What’s surprising is how long it took me to come to this solution. More stories and more diverse stories and more positive diverse stories are what we need under any circumstances. Exposure to lots of narratives helps us to identify our unexamined assumptions, then examine them—which is pretty much the reason we read.

Sometimes there are really sad things about adoption. Sometimes adoption seems sad for sad reasons: the racism, sexism, and homophobia that so often fuel messaging about family. But when we look closely, we see that sometimes adoption seems sad because telling good stories is hard. It’s hard to write beyond the clichés because it’s hard to write without the clichés. Since the clichés are so often load-bearing for the story—and since we can’t build anything strong without structure and support—when we lose the clichés, we must look in unusual places for material to bolster the narrative.

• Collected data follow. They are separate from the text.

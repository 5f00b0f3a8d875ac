//! Card system: static definitions and the catalog.

pub mod card;
pub mod catalog;

pub use card::{CardDef, CardId};
pub use catalog::{standard_catalog, Catalog};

So: Writing well about adoption is hard. But its being hard, I want to argue, is, in fact, good news. Telling stories—like being a member of a family, like being a member of a nontraditional family, like raising children no matter how much blood you share or don’t with them—should be hard. Work isn’t supposed to be easy. And the work here—reading critically, sharing our stories, changing the tropes and challenging the clichés, questioning what’s handed to us—is hard. But it’s also cause for celebration.

 

Laurie Frankel is the New York Times best-selling, award-winning author of five novels, including Family Family (Henry Holt, 2024). Her writing has also appeared in the New York Times, the Guardian, Publisher’s Weekly, and other publications. She is the recipient of the Washington State Book Award and the Endeavor Award. Her novels have been translated into more than twenty-five languages and been optioned for film and TV. A former college professor, she now writes full-time in Seattle, where she lives with her family and makes good soup.